Map reduce tester ported from bash to Python

Question

My MapReduce tester is clearly ported from Shell, short of args=None for line in args or read_input(), what's a better way of importing->testing the function outside of subprocess?

Or does it not matter, i.e.: my "hack" is fine?

test_mapreduce.py

from unittest import TestCase, main as unittest_main
from subprocess import check_output as run
from os import path


class TestMapReduce(TestCase):
    top_path = ''
    map_reduce = lambda self, mapper_name, reducer_name, datafile_name: run(
        ['python', path.join(self.top_path, reducer_name),  # Reduce
         run(['sort',  # Shuffle, could be replaced with python `sorted`
              run(['python', path.join(self.top_path, mapper_name),  # Map
                   path.join(self.top_path, 'data', datafile_name)])])])

    @classmethod
    def setUpClass(cls):
        if not path.isfile('setup.py'):
            cls.top_path = path.join('..', '..')
            if not path.isfile(path.join(cls.top_path, 'setup.py')):
                raise AssertionError("Haven't found right directory to `cd` into")

    def test_with_student_test_posts(self):
        print self.map_reduce('mapper.py', 'reducer.py', 'student_test_posts.csv')


if __name__ == '__main__':
    unittest_main()

mapper.py

#!/usr/bin/env python

from fileinput import input as read_input


def mapper():
    for line in read_input():
        data = line.strip().split('\t')

        if len(data) != 6:
            continue

        date, time, store, item, cost, payment = data
        print "{0}\t{1}".format(store, cost)


if __name__ == '__main__':
    mapper()

PS: Should I refactor to use the map and reduce inbuilt functions?
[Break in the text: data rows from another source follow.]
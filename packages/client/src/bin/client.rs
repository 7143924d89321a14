//! hanashi interactive client.
//!
//! Logs in as one user, keeps a WebSocket connection to the server for
//! presence and message events, and reconnects with backoff when it drops.
//!
//! Run with:
//! ```not_rust
//! cargo run --bin hanashi-client -- --user-id alice
//! cargo run --bin hanashi-client -- -u bob --url ws://127.0.0.1:3000/ws --api-url http://127.0.0.1:3000
//! ```

use std::time::Duration;

use clap::Parser;

use hanashi_client::{
    ClientConfig,
    connection::{ReconnectPolicy, policy::DEFAULT_MAX_ATTEMPTS},
    run_client,
};
use hanashi_shared::logger::setup_logger;

#[derive(Parser, Debug)]
#[command(name = "hanashi-client")]
#[command(about = "Direct messaging client with presence and reconnection", long_about = None)]
struct Args {
    /// User to log in as
    #[arg(short = 'u', long)]
    user_id: String,

    /// WebSocket server URL
    #[arg(long, default_value = "ws://127.0.0.1:8080/ws")]
    url: String,

    /// REST API origin
    #[arg(long, default_value = "http://127.0.0.1:8080")]
    api_url: String,

    /// Seconds between background refreshes of conversations and unread counts
    #[arg(long, default_value_t = 30, value_parser = clap::value_parser!(u64).range(1..))]
    refresh_secs: u64,

    /// Reconnection attempts before giving up
    #[arg(long, default_value_t = DEFAULT_MAX_ATTEMPTS)]
    max_reconnect_attempts: u32,
}

#[tokio::main]
async fn main() {
    // Initialize tracing
    setup_logger(env!("CARGO_BIN_NAME"), "info");

    let args = Args::parse();

    let mut config = match ClientConfig::new(&args.user_id, &args.url, &args.api_url) {
        Ok(config) => config,
        Err(e) => {
            tracing::error!("{}", e);
            std::process::exit(2);
        }
    };
    config.refresh_interval = Duration::from_secs(args.refresh_secs);
    config.reconnect = ReconnectPolicy {
        max_attempts: args.max_reconnect_attempts,
        ..ReconnectPolicy::default()
    };

    // Run the client
    if let Err(e) = run_client(config).await {
        tracing::error!("Client error: {}", e);
        std::process::exit(1);
    }
}
//! Repository trait 定義
//!
//! ドメイン層が必要とするデータアクセスのインターフェースを定義します。
//! 具体的な実装は Infrastructure 層が提供します（依存性の逆転）。

use std::collections::HashMap;

use async_trait::async_trait;

use super::{
    entity::Message,
    error::RepositoryError,
    value_object::{MessageId, UserId},
};

/// Message Repository trait
///
/// UseCase 層はこの trait に依存し、Infrastructure 層の具体的な実装には依存しない。
#[async_trait]
pub trait MessageRepository: Send + Sync {
    /// 新しいメッセージを保存
    async fn insert(&self, message: Message) -> Result<(), RepositoryError>;

    /// ID でメッセージを取得
    async fn find_by_id(&self, id: &MessageId) -> Result<Option<Message>, RepositoryError>;

    /// 既存のメッセージを更新
    async fn update(&self, message: Message) -> Result<(), RepositoryError>;

    /// 2 人の間の会話を `createdAt` 昇順（同時刻は id 順）で取得
    async fn find_conversation(
        &self,
        a: &UserId,
        b: &UserId,
    ) -> Result<Vec<Message>, RepositoryError>;

    /// `sender` から `receiver` への未読メッセージを既読にし、更新件数を返す
    async fn mark_seen(
        &self,
        sender: &UserId,
        receiver: &UserId,
    ) -> Result<usize, RepositoryError>;

    /// `receiver` 宛ての未読メッセージ数を送信者ごとに集計
    async fn unread_counts(
        &self,
        receiver: &UserId,
    ) -> Result<HashMap<UserId, usize>, RepositoryError>;

    /// 2 人の間の最新メッセージ
    async fn last_message_between(
        &self,
        a: &UserId,
        b: &UserId,
    ) -> Result<Option<Message>, RepositoryError>;
}

/// User directory trait
///
/// ユーザーの永続化は外部のコラボレーターの責務。ここでは会話相手の一覧に必要な最小限の契約のみ。
#[async_trait]
pub trait UserRepository: Send + Sync {
    /// ユーザーを登録（既に存在する場合は何もしない）
    async fn upsert(&self, id: UserId);

    /// `id` 以外の全ユーザーを ID 順で取得
    async fn list_except(&self, id: &UserId) -> Vec<UserId>;
}
//! Presence registry implementations.
//!
//! - `inmemory`: mutex-guarded maps inside the server process

pub mod inmemory;

pub use inmemory::InMemoryPresenceRegistry;
//! Wire contract between the hanashi server and its clients.
//!
//! - `message`: the message object carried by both REST and real-time paths
//! - `event`: real-time events exchanged over the WebSocket
//! - `rest`: REST request bodies and the `{ok, data?, code?}` response envelope

pub mod event;
pub mod message;
pub mod rest;

pub use event::{ClientEvent, MessagesReadPayload, MessagesSeenPayload, ServerEvent};
pub use message::MessageDto;
pub use rest::{
    ApiResponse, CreateMessageRequest, MarkSeenResult, PeerDto, USER_ID_HEADER, UnreadCounts,
    UpdateMessageRequest, action,
};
Didn't you forget to include your reducer.py? Some sample student_test_posts.csv would be nice too — janos♦, Aug 17 '14 at 8:05
@janos: It doesn't actually matter, what I am showing is not the testing of the input/output but rather the process — A T, Aug 17 '14 at 8:19
Your edit invalidates my review... You should not do that, please revert the code to its earlier state. See this post: meta.codereview.stackexchange.com/questions/1763/… — janos♦, Aug 17 '14 at 9:45
@janos: Whoops, wasn't meant to commit that (was editing the code in the wrong box). Rolled back. — A T, Aug 17 '14 at 11:56

janos · Accepted Answer · 2014-08-19 06:33:56Z

It's strange to use map_reduce = lambda ... to define a method. This is the same, written the common way:

def map_reduce(self, mapper_name, reducer_name, datafile_name):
    run(
        ['python', path.join(self.top_path, reducer_name),  # Reduce
         run(['sort',  # Shuffle, could be replaced with python `sorted`
              run(['python', path.join(self.top_path, mapper_name),  # Map
                   path.join(self.top_path, 'data', datafile_name)])])])

And this hack of calling python -> sort -> python is not fine at all. Python can certainly sort. Then your pipeline would become python -> python -> python, and at that point it's beyond silly to call subprocesses for this. You should do the whole thing in a single Python process, instead of 3 different processes.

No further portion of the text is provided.